From the plane I spotted some ruined towns, as well as a few landslide-damaged roads. But the water-fed rice terraces still sparkled bright green in the sun, with a backdrop of impossibly high and jagged snow-capped mountains at the horizon.
Approaching wire suspension bridges that look over the over the Dudh Kosi River. (Photo: Bill Fink)
Following a heart-palpitating-but-smooth landing, my local guide showed me his family home in Lukla that had been condemned as uninhabitable after the earthquake, his family having now moved to Kathmandu. On the grounds, some hastily constructed huts (“easy down, but easy up again”) housed migrant tenants, with whom we shared some home-brewed rice wine with corn on the cob. I practiced some Nepalese from my Lonely Planet phrasebook to the amusement of the kids.
The hiking trail out of town was in good shape for humans and yaks. (Photo: Bill Fink)
On our hike out of town, I was surprised at how smooth and well-maintained the trail was. Some segments were fully covered in stone, at least 8 feet wide. We crossed five different suspension bridges over the Dudh Kosi River, some swinging a precarious 200 feet above raging rapids easily viewable through the metal slats at my feet. But given that the local porters were carrying multi-hundred-pound loads on their backs across the spans (not to mention the yaks making the crossing), I was confident the wire bridges would hold my weight without trouble. Although we passed many local dwellings damaged or destroyed by the earthquake, only once did we walk through a landslide segment, where a dozen workers were pounding stones to create a new regular trail.
After two days of hiking, I reached the town of Namche Bazaar, elevation 11,300, famous for its weekend markets and normally packed with trekkers. Amid the steady tak-tak-takking sound of hammer on stone from construction work, I walked the nearly empty streets to a feeling of expectation—shop owners were waking up early to put their wares on display, the Danphe Bar continued its 24x7 open-for-business policy, guest houses were putting the finishing touches on their signs. But only a handful of trekkers (mostly from my own Intrepid group) wandered the streets.

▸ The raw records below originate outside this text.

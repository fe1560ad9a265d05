//! Window re-derivation for recurring schedules.

use chrono::{DateTime, Datelike, Duration, Timelike, Utc};

use extract_common::time::TimeRange;
use storage::records::PeriodUnit;

/// Re-derive the window for a schedule firing.
///
/// The new `to` is the first submission's `to` advanced by the whole
/// periods elapsed since first submission, measured in the schedule's own
/// unit; a partial unit still counts as elapsed when it crosses a
/// unit-aligned calendar boundary relative to `now`. `from` keeps the
/// original window duration. Deterministic in
/// (first_to, first_submission, unit, every, now).
pub fn advance_window(
    first_to: DateTime<Utc>,
    time_delta: Duration,
    first_submission: DateTime<Utc>,
    every: u32,
    unit: PeriodUnit,
    now: DateTime<Utc>,
) -> TimeRange {
    let unit_secs = unit.duration().num_seconds();
    let elapsed_secs = (now - first_submission).num_seconds().max(0);
    let mut whole_units = elapsed_secs / unit_secs;

    if elapsed_secs % unit_secs > 0 {
        let anchor = first_submission + Duration::seconds(whole_units * unit_secs);
        if truncate_to_unit(now, unit) > truncate_to_unit(anchor, unit) {
            whole_units += 1;
        }
    }

    let every = every.max(1) as i64;
    let period_units = (whole_units / every) * every;
    let new_to = first_to + Duration::seconds(period_units * unit_secs);

    TimeRange::new(new_to - time_delta, new_to)
}

/// Truncate a timestamp to the start of its unit-aligned bucket.
fn truncate_to_unit(dt: DateTime<Utc>, unit: PeriodUnit) -> DateTime<Utc> {
    let minute = dt
        .with_second(0)
        .and_then(|d| d.with_nanosecond(0))
        .unwrap_or(dt);

    match unit {
        PeriodUnit::Minutes => minute,
        PeriodUnit::Hours => minute.with_minute(0).unwrap_or(minute),
        PeriodUnit::Days => minute
            .with_minute(0)
            .and_then(|d| d.with_hour(0))
            .unwrap_or(minute),
        PeriodUnit::Weeks => {
            let midnight = minute
                .with_minute(0)
                .and_then(|d| d.with_hour(0))
                .unwrap_or(minute);
            midnight - Duration::days(midnight.weekday().num_days_from_monday() as i64)
        }
    }
}

#[cfg(test)]
mod tests {
    use super::*;
    use chrono::TimeZone;

    #[test]
    fn test_reference_case_two_day_period() {
        // First window [2024-01-01T00:00, 01:00], every 2 days, submitted
        // 2024-01-01; firing on 2024-01-09 yields [01-09T00:00, 01-09T01:00].
        let first_to = Utc.with_ymd_and_hms(2024, 1, 1, 1, 0, 0).unwrap();
        let submitted = Utc.with_ymd_and_hms(2024, 1, 1, 0, 0, 0).unwrap();
        let now = Utc.with_ymd_and_hms(2024, 1, 9, 0, 0, 0).unwrap();

        let window = advance_window(
            first_to,
            Duration::hours(1),
            submitted,
            2,
            PeriodUnit::Days,
            now,
        );

        assert_eq!(window.from, Utc.with_ymd_and_hms(2024, 1, 9, 0, 0, 0).unwrap());
        assert_eq!(window.to, Utc.with_ymd_and_hms(2024, 1, 9, 1, 0, 0).unwrap());
    }

    #[test]
    fn test_partial_unit_crossing_day_boundary_counts() {
        // Submitted mid-morning; the beat fires just after midnight eight
        // calendar days later. Only 7 whole 24h spans elapsed, but the
        // partial one crosses a day boundary, so it counts.
        let first_to = Utc.with_ymd_and_hms(2024, 1, 1, 1, 0, 0).unwrap();
        let submitted = Utc.with_ymd_and_hms(2024, 1, 1, 9, 30, 0).unwrap();
        let now = Utc.with_ymd_and_hms(2024, 1, 9, 0, 5, 0).unwrap();

        let window = advance_window(
            first_to,
            Duration::hours(1),
            submitted,
            2,
            PeriodUnit::Days,
            now,
        );

        assert_eq!(window.to, Utc.with_ymd_and_hms(2024, 1, 9, 1, 0, 0).unwrap());
    }

    #[test]
    fn test_incomplete_period_does_not_advance() {
        // Three days into a 2-day period schedule: one whole period.
        let first_to = Utc.with_ymd_and_hms(2024, 1, 1, 1, 0, 0).unwrap();
        let submitted = Utc.with_ymd_and_hms(2024, 1, 1, 0, 0, 0).unwrap();
        let now = Utc.with_ymd_and_hms(2024, 1, 4, 0, 0, 0).unwrap();

        let window = advance_window(
            first_to,
            Duration::hours(1),
            submitted,
            2,
            PeriodUnit::Days,
            now,
        );

        assert_eq!(window.to, Utc.with_ymd_and_hms(2024, 1, 3, 1, 0, 0).unwrap());
    }

    #[test]
    fn test_hourly_schedule() {
        let first_to = Utc.with_ymd_and_hms(2024, 1, 1, 0, 30, 0).unwrap();
        let submitted = Utc.with_ymd_and_hms(2024, 1, 1, 0, 0, 0).unwrap();
        let now = Utc.with_ymd_and_hms(2024, 1, 1, 6, 10, 0).unwrap();

        let window = advance_window(
            first_to,
            Duration::minutes(30),
            submitted,
            6,
            PeriodUnit::Hours,
            now,
        );

        assert_eq!(window.to, Utc.with_ymd_and_hms(2024, 1, 1, 6, 30, 0).unwrap());
        assert_eq!(window.duration(), Duration::minutes(30));
    }

    #[test]
    fn test_deterministic_for_equal_inputs() {
        let first_to = Utc.with_ymd_and_hms(2024, 3, 1, 12, 0, 0).unwrap();
        let submitted = Utc.with_ymd_and_hms(2024, 3, 1, 11, 0, 0).unwrap();
        let now = Utc.with_ymd_and_hms(2024, 3, 20, 7, 45, 0).unwrap();

        let a = advance_window(first_to, Duration::hours(6), submitted, 3, PeriodUnit::Days, now);
        let b = advance_window(first_to, Duration::hours(6), submitted, 3, PeriodUnit::Days, now);
        assert_eq!(a, b);
    }
}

The spectacular views of Mt. Everest remain unchanged. (Photo: Bill Fink)
Early the next morning, I hiked above town to catch a clear view of Mt. Everest, looming above the steep peaks at the horizon. I visited the Hotel Everest View to have a cup of tea at “the highest hotel in the world” at 13,000-feet elevation. Aside from the staff, I was completely alone. “Are you remodeling or rebuilding?” I asked. “No we are fully open, tell your friends to visit!” said the manager.
This was the message I heard across all of Nepal during my journey: “We are ready and waiting, please come.”